Sorry I’ve been MIA for the past couple of months. I tend to blog in my free time, and there just isn’t much free time when I’m trying to meet all of the needs of a three year old and an infant and keep up with painting! I also apologize to those of you who have emailed me who I haven’t had time to respond to. I love hearing from people and I feel badly when I don’t reply quickly – hopefully I’ll get caught up in the next couple of months.
Luckily, Owen is in that nice not-yet-mobile-sleep-half-the-day-away phase right now, so I have been painting. I had sort of planned to take an informal three month leave from painting so I could just enjoy the baby phase, but a few weeks after he was born I was all excited about painting again so I got the studio all organized and got back to it. Given a choice between cleaning house or painting while the baby sleeps, I think I’d choose painting anyday.
I’ve been busy getting caught up on my mailing list and financials, which I’ve totally neglected for months, and I’m working on some goals for 2010. Mostly though, I’m just trying to do some good paintings when I have the time, and experimenting with some new techniques and ideas.
Most artists will tell you that you should paint everyday, or as much as possible, so you don’t get rusty. I agree with this for the most part, but I’ve also noticed that my art tends to grow when I take time off for big life events. When I had Aspen, and now having Owen, the time I took off gave me more appreciation for my art, but also a different sensitivity for things when I returned, and my style shifted a bit accordingly. I don’t know how to explain it, but it makes returning to the studio more fun.

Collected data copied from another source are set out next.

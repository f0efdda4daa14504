use rand::distributions::Alphanumeric;
use rand::Rng;
use sha2::{Digest, Sha256};
use std::fs;
use std::io::{self, Read};
use std::path::Path;

const HASH_BUFFER_SIZE: usize = 64 * 1024;

/// Hex SHA-256 of a byte slice
pub fn hash(buf: &[u8]) -> String {
	hex::encode(Sha256::digest(buf))
}

/// Hex SHA-256 of a file's full contents, read in bounded chunks
pub fn hash_file(path: &Path) -> io::Result<String> {
	let mut f = fs::File::open(path)?;
	let mut hasher = Sha256::new();
	let mut buf = vec![0u8; HASH_BUFFER_SIZE];
	loop {
		let n = f.read(&mut buf)?;
		if n == 0 {
			break;
		}
		hasher.update(&buf[..n]);
	}
	Ok(hex::encode(hasher.finalize()))
}

/// High-entropy alphanumeric token for agent names and secrets
pub fn random_token(len: usize) -> String {
	rand::thread_rng().sample_iter(&Alphanumeric).take(len).map(char::from).collect()
}


// vim: ts=4
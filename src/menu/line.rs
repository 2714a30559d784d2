//! Numbered-list selection for terminals without escape sequence support.
//!
//! The list is printed once; the user types a 1-based number (optionally
//! prefixed with a shortcut key) and is re-prompted inline until the input
//! parses and lands in range.

use std::fmt;

use log::debug;

use super::{MenuError, RawChoice};
use crate::terminal::Terminal;

/// One line-input selection session over a fixed option list.
pub(crate) struct LineSelect<'a, T, D> {
    device: &'a mut D,
    options: &'a [T],
    shortcuts: &'a [char],
}

impl<'a, T: fmt::Display, D: Terminal> LineSelect<'a, T, D> {
    pub(crate) fn new(device: &'a mut D, options: &'a [T], shortcuts: &'a [char]) -> Self {
        Self {
            device,
            options,
            shortcuts,
        }
    }

    /// Prints the numbered list, then reads lines until a valid pick.
    ///
    /// Relies on the device's normal line-buffered, echoed input; no mode
    /// toggles happen here.
    #[allow(
        clippy::arithmetic_side_effects,
        clippy::cast_possible_truncation,
        clippy::cast_possible_wrap,
        clippy::cast_sign_loss
    )]
    pub(crate) fn run(self) -> Result<RawChoice, MenuError> {
        let Self {
            device,
            options,
            shortcuts,
        } = self;
        debug!("line selection over {} options", options.len());

        for (idx, option) in options.iter().enumerate() {
            let number = idx + 1;
            device.write_line(&format!("{number:>3}) {option}"))?;
        }

        loop {
            let line = device.read_line()?;

            let (shortcut, rest) = match line.chars().next() {
                Some(first) if shortcuts.contains(&first) => {
                    (Some(first), line.split_at(first.len_utf8()).1)
                }
                _ => (None, line.as_str()),
            };

            let Ok(pick) = rest.parse::<i64>() else {
                device.write_line(&format!("Bad input: '{line}'. Expecting a number."))?;
                continue;
            };

            if pick < 1 || pick > options.len() as i64 {
                device.write_line(&format!(
                    "Bad input: '{line}'. Expecting number from 1 to {}.",
                    options.len()
                ))?;
                continue;
            }

            debug!("selected option {} via typed input", pick - 1);
            return Ok(RawChoice {
                index: (pick - 1) as usize,
                shortcut,
            });
        }
    }
}
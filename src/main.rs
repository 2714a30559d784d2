use std::process::ExitCode;

use anyhow::{Context, Result};
use clap::Parser;
use colored::Colorize;

use termpick::{Logging, Menu, PROJECT_VERSION};

/// Pick one of the given choices interactively and print it to stdout.
#[derive(Parser)]
#[command(version = PROJECT_VERSION, about, long_about = None)]
struct UserArgs {
    /// Choices to pick from, in display order
    #[arg(required = true)]
    choices: Vec<String>,

    /// Single-character key that picks the highlighted choice directly
    #[arg(short, long = "key", value_name = "KEY")]
    keys: Vec<String>,

    /// Force the numbered prompt instead of arrow-key navigation
    #[arg(short, long, conflicts_with = "ansi")]
    plain: bool,

    /// Force arrow-key navigation even when the terminal looks incapable
    #[arg(long)]
    ansi: bool,

    /// Print the zero-based index of the pick instead of its text
    #[arg(short, long)]
    index: bool,

    /// Verbose
    #[arg(short, long)]
    verbose: bool,
}

fn run(args: UserArgs) -> Result<()> {
    let mut builder = Menu::new(args.choices).with_shortcuts(args.keys);

    if args.plain {
        builder = builder.with_ansi(false);
    } else if args.ansi {
        builder = builder.with_ansi(true);
    }

    let mut menu = builder.build().context("Invalid menu configuration")?;
    let pick = menu.choose().context("Failed to read selection")?;

    if args.index {
        println!("{}", pick.index);
    } else {
        println!("{}", pick.text);
    }

    Ok(())
}

fn main() -> ExitCode {
    let args = UserArgs::parse();

    if let Err(err) = Logging::new().with_debug_mode(args.verbose).start() {
        eprintln!("{} {err:#}", "Error:".red());
        return ExitCode::FAILURE;
    }

    if let Err(err) = run(args) {
        eprintln!("{} {err:#}", "Error:".red());
        return ExitCode::FAILURE;
    }

    ExitCode::SUCCESS
}
use std::{fs, path::PathBuf};

use anyhow::{Context, Result};
use env_logger::Target;
use log::LevelFilter;

/// Process-wide logger setup for binaries embedding the menu.
#[derive(Default)]
pub struct Logging {
    file_name: Option<PathBuf>,
    debug_mode: bool,
}

impl Logging {
    #[must_use]
    pub fn new() -> Self {
        Self {
            file_name: None,
            debug_mode: false,
        }
    }

    /// Send log output to the given file instead of stderr, so log lines
    /// never interleave with the rendered option list.
    #[must_use]
    pub fn with_file<P>(mut self, file_name: P) -> Self
    where
        P: Into<PathBuf>,
    {
        self.file_name = Some(file_name.into());
        self
    }

    /// Enable debug mode for verbose logging including per-event traces.
    ///
    /// Parameters:
    ///   - enable: true to enable debug mode
    ///
    /// Returns: Self for chaining
    #[must_use]
    pub fn with_debug_mode(mut self, enable: bool) -> Self {
        self.debug_mode = enable;
        self
    }

    pub fn start(&self) -> Result<()> {
        let mut b = env_logger::builder();

        // Set log level based on debug mode
        if self.debug_mode {
            b.filter_level(LevelFilter::Debug);
        } else {
            b.filter_level(LevelFilter::Info);
        }

        if let Some(file_name) = &self.file_name {
            let fd = fs::OpenOptions::new()
                .create(true)
                .append(true)
                .open(file_name)
                .with_context(|| format!("Unable to open {} for writing", file_name.display()))?;
            b.target(Target::Pipe(Box::new(fd)));
        }

        b.init();

        Ok(())
    }
}
use regroup::archive::write_all;
use regroup::cleaner::{CleanArchive, Cleaner, StageCounts};
use regroup::event::Event;
use regroup::file_handler::{IoConfig, PreprocessingIo};
use regroup::group_merger::{GroupMerger, MergeGroup};
use regroup::grouper::{Group, Grouper};
use regroup::identifier_reader::{IdentifierReader, ReadIdentifiers};
use regroup::logging::PreprocessingLogger;
use regroup::preprocessing::{MultiThreadedPreprocessing, RunSummary};
use regroup::{IdentifierSet, RegroupError};
use std::path::{Path, PathBuf};
use std::sync::{Arc, Mutex};

/// Archives 0..6, where archives 2k and 2k+1 share a profile.
fn setup() -> (tempfile::TempDir, Arc<IoConfig>) {
    let dir = tempfile::tempdir().unwrap();
    let io = Arc::new(IoConfig::under(dir.path()));
    for i in 0..6 {
        let events = [
            Event::profile(i, &format!("user-{}", i / 2)),
            Event::command(i, "x"),
        ];
        write_all(io.full_path_in(&rel(i as usize)), &events).unwrap();
    }
    (dir, io)
}

fn rel(i: usize) -> PathBuf {
    PathBuf::from(format!("{}.arc", i))
}

#[derive(Default)]
struct ErrorLog(Mutex<Vec<(String, String)>>);

impl PreprocessingLogger for ErrorLog {
    fn error(&self, _worker_id: usize, item: &str, error: &RegroupError) {
        self.0.lock().unwrap().push((item.to_string(), error.to_string()));
    }
}

impl ErrorLog {
    fn entries(&self) -> Vec<(String, String)> {
        let mut entries = self.0.lock().unwrap().clone();
        entries.sort();
        entries
    }
}

enum Crash {
    Error,
    Panic,
}

fn crash(kind: &Crash) -> RegroupError {
    match kind {
        Crash::Error => "test exception".into(),
        Crash::Panic => panic!("test panic"),
    }
}

struct CrashingReader {
    inner: IdentifierReader<Event>,
    victim: PathBuf,
    kind: Arc<Crash>,
}

impl ReadIdentifiers for CrashingReader {
    fn read(&mut self, archive: &Path) -> Result<IdentifierSet, RegroupError> {
        if archive.ends_with(&self.victim) {
            return Err(crash(&self.kind));
        }
        self.inner.read(archive)
    }
}

struct CrashingMerger {
    inner: GroupMerger<Event>,
    victim: PathBuf,
}

impl MergeGroup for CrashingMerger {
    fn merge(&mut self, group: &Group) -> Result<Option<PathBuf>, RegroupError> {
        if group.contains(&self.victim) {
            return Err(crash(&Crash::Error));
        }
        self.inner.merge(group)
    }
}

struct CrashingCleaner {
    inner: Cleaner<Event>,
    victim: PathBuf,
}

impl CleanArchive for CrashingCleaner {
    fn clean(&mut self, archive: &Path) -> Result<StageCounts, RegroupError> {
        if archive == self.victim {
            return Err(crash(&Crash::Panic));
        }
        self.inner.clean(archive)
    }
}

struct Victims {
    reader: Option<(PathBuf, Crash)>,
    merger: Option<PathBuf>,
    cleaner: Option<PathBuf>,
}

fn run(io: Arc<IoConfig>, log: Arc<ErrorLog>, victims: Victims) -> RunSummary {
    let reader_victim = victims.reader.map(|(p, k)| (p, Arc::new(k)));
    let merger_io = io.clone();
    let merger_victim = victims.merger.unwrap_or_default();
    let cleaner_io = io.clone();
    let cleaner_victim = victims.cleaner.unwrap_or_default();

    MultiThreadedPreprocessing::new(
        io.clone(),
        log,
        3,
        move |_| match &reader_victim {
            Some((victim, kind)) => Box::new(CrashingReader {
                inner: IdentifierReader::new(),
                victim: victim.clone(),
                kind: kind.clone(),
            }),
            None => Box::new(IdentifierReader::<Event>::new()),
        },
        Grouper::default(),
        move |_| {
            Box::new(CrashingMerger {
                inner: GroupMerger::new(merger_io.clone()),
                victim: merger_victim.clone(),
            })
        },
        move |_| {
            Box::new(CrashingCleaner {
                inner: Cleaner::without_logging(cleaner_io.clone()),
                victim: cleaner_victim.clone(),
            })
        },
    )
    .unwrap()
    .run()
    .unwrap()
}

fn out_exists(io: &IoConfig, i: usize) -> bool {
    io.full_path_out(&rel(i)).is_file()
}

#[test]
fn test_crashing_reader_excludes_only_its_archive() {
    let (_dir, io) = setup();
    let log = Arc::new(ErrorLog::default());

    let summary = run(
        io.clone(),
        log.clone(),
        Victims {
            reader: Some((rel(0), Crash::Error)),
            merger: None,
            cleaner: None,
        },
    );

    assert_eq!(
        log.entries(),
        vec![("0.arc".to_string(), "Error: test exception".to_string())]
    );
    assert_eq!(summary.read_ids.processed, 5);
    assert_eq!(summary.read_ids.failures[0].item, "0.arc");
    // archive 1 no longer has a partner
    assert_eq!(summary.groups, 3);
    assert!(!out_exists(&io, 0));
    assert!(out_exists(&io, 1));
    assert!(out_exists(&io, 2));
    assert!(out_exists(&io, 4));
}

#[test]
fn test_panicking_reader_is_contained() {
    let (_dir, io) = setup();
    let log = Arc::new(ErrorLog::default());

    let summary = run(
        io.clone(),
        log.clone(),
        Victims {
            reader: Some((rel(3), Crash::Panic)),
            merger: None,
            cleaner: None,
        },
    );

    assert_eq!(
        log.entries(),
        vec![("3.arc".to_string(), "Panic: test panic".to_string())]
    );
    assert_eq!(summary.cleaned_archives, vec![rel(0), rel(2), rel(4)]);
}

#[test]
fn test_crashing_merger_drops_only_its_group() {
    let (_dir, io) = setup();
    let log = Arc::new(ErrorLog::default());

    let summary = run(
        io.clone(),
        log.clone(),
        Victims {
            reader: None,
            merger: Some(rel(3)),
            cleaner: None,
        },
    );

    assert_eq!(
        log.entries(),
        vec![("2.arc (+1 archives)".to_string(), "Error: test exception".to_string())]
    );
    assert_eq!(summary.merge.processed, 2);
    assert_eq!(summary.cleaned_archives, vec![rel(0), rel(4)]);
    assert!(!io.full_path_merged(&rel(2)).exists());
}

#[test]
fn test_crashing_cleaner_leaves_other_archives_alone() {
    let (_dir, io) = setup();
    let log = Arc::new(ErrorLog::default());

    let summary = run(
        io.clone(),
        log.clone(),
        Victims {
            reader: None,
            merger: None,
            cleaner: Some(rel(4)),
        },
    );

    assert_eq!(
        log.entries(),
        vec![("4.arc".to_string(), "Panic: test panic".to_string())]
    );
    assert_eq!(summary.clean.failures.len(), 1);
    assert_eq!(summary.cleaned_archives, vec![rel(0), rel(2)]);
    assert!(!out_exists(&io, 4));
}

Anyhow, hopefully I’ll be posting more regularly in the new year. In the meantime, this is a tiny little painting I did a few weeks ago. It’s just a color study, and I was also working on edges a bit since I tend to keep everything a bit too sharp sometimes. I’d love to make this into a bigger painting – I love the contrast between the hot sunlight hitting the willows, and the coldness of the snowy landscape.